Jennifer blickte ihm direkt in die Augen als er das gesagt hatte und als er sich ihr dann nährte, schloss ihre Augen. Seine Lippen trafen ihre und sofort erwiderte sie seinen Kuss. Das hatte sie auch schrecklich vermisst. Schnell wurde der Kuss intensiver und Guide überlegte zwei Mal was er nun tun sollte. Er hatte sie so gesehen im Nachhinein schrecklich vermisst. Und er wollte sie unbedingt spüren. Darum, weil sie beide das brauchten, löste er den Kuss und legte seinen Sohn vorsichtig in das Bett. Guide deckte das Baby noch gut zu, ehe er aufstand und Jennifer auf die Beine zog. „Guide was…" sie konnte nicht zu Ende sprechen, weil er sie bereits in seine Arme zog und wieder küsste. Als sie gegen seine Lippen keuchte wusste er, dass sie bereits war mehr zu tun. Darum führt er sie an die nächstgelegene Wand, hob sie an und presste sich gegen sie. Jennifer schlag ihre Beine sofort um seine Hüften und unterbrach den Kuss nicht, als sie mit dem Rücken an der Wand lehnte und so guten halt hatte. Sie hatte ihn wirklich sehr vermisst und wenn Alabaster ihr nicht geholfen hätte, würde sie dafür… Moment…"

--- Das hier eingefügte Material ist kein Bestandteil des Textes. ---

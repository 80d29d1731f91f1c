//! Score command implementation.

use super::{open_engine, save_engine, CommandResult};
use chrono::Utc;
use laurel_protocol::ScoreRecord;
use std::path::Path;

/// Runs the score command.
pub fn run(
    config: &Path,
    snapshot: &Path,
    leaderboard: &str,
    value: f64,
    player: Option<&str>,
) -> CommandResult<()> {
    let record = apply(config, snapshot, leaderboard, value, player)?;
    println!(
        "{}: {} for {}",
        record.leaderboard_id, record.formatted_value, record.player_id
    );
    Ok(())
}

/// Records a score and writes the snapshot back.
pub fn apply(
    config: &Path,
    snapshot: &Path,
    leaderboard: &str,
    value: f64,
    player: Option<&str>,
) -> CommandResult<ScoreRecord> {
    let mut engine = open_engine(config, snapshot)?;
    let record = match player {
        Some(player) => engine.report_score_for(player, value, leaderboard, Utc::now())?,
        None => engine.report_score(value, leaderboard)?,
    };
    save_engine(&engine, snapshot)?;
    Ok(record)
}
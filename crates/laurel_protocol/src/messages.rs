//! Messages exchanged with a remote achievement/leaderboard service.

use crate::score::ScoreRecord;
use serde::{Deserialize, Serialize};

/// An authenticated player.
#[derive(Debug, Clone, PartialEq, Eq, Hash, Serialize, Deserialize)]
pub struct PlayerIdentity {
    /// Stable player identifier issued by the remote service.
    pub player_id: String,
    /// Display name.
    pub alias: String,
}

impl PlayerIdentity {
    /// Creates a new identity.
    pub fn new(player_id: impl Into<String>, alias: impl Into<String>) -> Self {
        Self {
            player_id: player_id.into(),
            alias: alias.into(),
        }
    }
}

/// One achievement value to submit.
#[derive(Debug, Clone, PartialEq, Serialize, Deserialize)]
pub struct AchievementSubmission {
    /// Achievement identifier.
    pub id: String,
    /// Percentage to record remotely.
    pub percentage: f64,
}

impl AchievementSubmission {
    /// Creates a submission.
    pub fn new(id: impl Into<String>, percentage: f64) -> Self {
        Self {
            id: id.into(),
            percentage,
        }
    }
}

/// A batch of achievement submissions for one player.
///
/// Remote services are expected to treat a submission as idempotent by
/// `(id, percentage)`: the same batch may be delivered more than once.
#[derive(Debug, Clone, PartialEq, Serialize, Deserialize)]
pub struct AchievementBatch {
    /// Locally assigned batch number, unique per engine instance.
    pub batch_id: u64,
    /// Player the progress belongs to.
    pub player_id: String,
    /// Submissions in queue order.
    pub submissions: Vec<AchievementSubmission>,
}

impl AchievementBatch {
    /// Returns the number of submissions.
    pub fn len(&self) -> usize {
        self.submissions.len()
    }

    /// Returns true if the batch carries nothing.
    pub fn is_empty(&self) -> bool {
        self.submissions.is_empty()
    }
}

/// A batch of scores submitted by one authenticated player.
///
/// Each record keeps its own `player_id`. Scores recorded before sign-in are
/// re-attributed to the signed-in player when they authenticate, so a record
/// differs from the batch player only when it was reported for someone else.
#[derive(Debug, Clone, PartialEq, Serialize, Deserialize)]
pub struct ScoreBatch {
    /// Authenticated player submitting the batch.
    pub player_id: String,
    /// Scores in report order.
    pub scores: Vec<ScoreRecord>,
}

/// Outcome for a single item of a batch.
#[derive(Debug, Clone, PartialEq, Eq, Serialize, Deserialize)]
pub enum ItemStatus {
    /// The service recorded the item.
    Accepted,
    /// The service did not record the item.
    Rejected {
        /// Reason reported by the service.
        reason: String,
    },
}

impl ItemStatus {
    /// Creates a rejected status.
    pub fn rejected(reason: impl Into<String>) -> Self {
        Self::Rejected {
            reason: reason.into(),
        }
    }

    /// Returns true if the item was accepted.
    pub fn is_accepted(&self) -> bool {
        matches!(self, ItemStatus::Accepted)
    }
}

/// Per-item response to a batch submission.
///
/// `statuses[i]` answers item `i` of the batch. Items without a status are
/// treated as not acknowledged.
#[derive(Debug, Clone, PartialEq, Eq, Default, Serialize, Deserialize)]
pub struct SubmitResponse {
    /// One status per submitted item, in batch order.
    pub statuses: Vec<ItemStatus>,
}

impl SubmitResponse {
    /// Creates a response accepting `count` items.
    pub fn all_accepted(count: usize) -> Self {
        Self {
            statuses: vec![ItemStatus::Accepted; count],
        }
    }

    /// Creates a response from explicit statuses.
    pub fn new(statuses: Vec<ItemStatus>) -> Self {
        Self { statuses }
    }

    /// Returns the status for item `index`, if the service answered it.
    pub fn status(&self, index: usize) -> Option<&ItemStatus> {
        self.statuses.get(index)
    }

    /// Returns the number of accepted items.
    pub fn accepted_count(&self) -> usize {
        self.statuses.iter().filter(|s| s.is_accepted()).count()
    }
}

„Guide warte." Jennifer löste den Kuss und musste tief Luft holen. Guide nutze das um ihren Hals nun zu liebkosen. „Ich blute noch", sagte sie schließlich. „Ich…"
„Das ist mir gleich"; sagte er und hörte in seinem tun auf, damit er sie ansehen konnte. „Du bist erregt und willst es auch. Richtig?"
„Ja schon aber… Nachher mache ich dich… Das…"
„Es ist okay. Wenn du es willst." Guide sah ihr abwartend in die Augen und da lächelte Jennifer dann. „Dann sollten wir uns ausziehen."
„Dem, Stimme ich dir zu." Guide ließ Jennifer runter und half ihr aus ihren Kleidern, ehe er das gleiche ebenso tat. Anschließend zog Guide Jennifer wieder in seine Arme und küsste sie nun wesentlich langsamer und zärtlicher. Als sie ihn dann langsam zu Boden zog, setzte er sich mit ihr und legte sich selbst nun hin während sie sich auf ihn setzte. Er beobachtete wie sie sein hartes Glied griff und dieses in sie einführte. Ihm war es gleich das sie blutete. Er wollte sie einfach unbedingt spüren. Als Jennifer an ihm herabglitt, schloss er für einen Moment seine Augen und genoss diese Intimität mit ihr. Guide öffnete seine Augen und legte beide Hände an ihre Hüften, als sie anfing sich rhythmisch zu bewegen. Er winkelte seine Beine etwas an, damit sie besseren halt hatte während sie ihn so wild ritt. Ihre Hüften übten einen derartigen Druck aus, das Guide sich selbst kaum zügeln konnte. Sein angeschlagenes Herz pumpte wie verrückt, aber er ignorierte es und blieb ganz bei der Sache. Ihr leises Stöhnen machte ihn Wahnsinnig vor Lust. „Guide…" sagte sie plötzlich und ihre Bewegungen wurde immer zügiger. Ihre Brüste wackelten auf und ab und versetzten ihn halb in Trance. „Ich… Ich…"
„Lass dich gehen", sagte er leise und spürte seinen Druck ebenso immer stärker werden. Noch vor Jennifer entließ er seinen Samen in sie und spürte dann diesen gewaltigen Sog ihres Orgasmus. Noch einmal molk es ihn regelrecht aus und sie hielt sich eine Hand vor dem Mund, weil sie schreien musste. Erlöst und entkräftet sah sie zu ihm runter und senkte ihre Hand. Guide setzte sich hin und zog Jennifer so in eine tiefe Umarmung. Sein Gesicht vergrub er in ihrem blonden Haar und sagte eine ganze Zeit lang nichts. Das hatte er gebraucht. Das hatten sie beide gebraucht.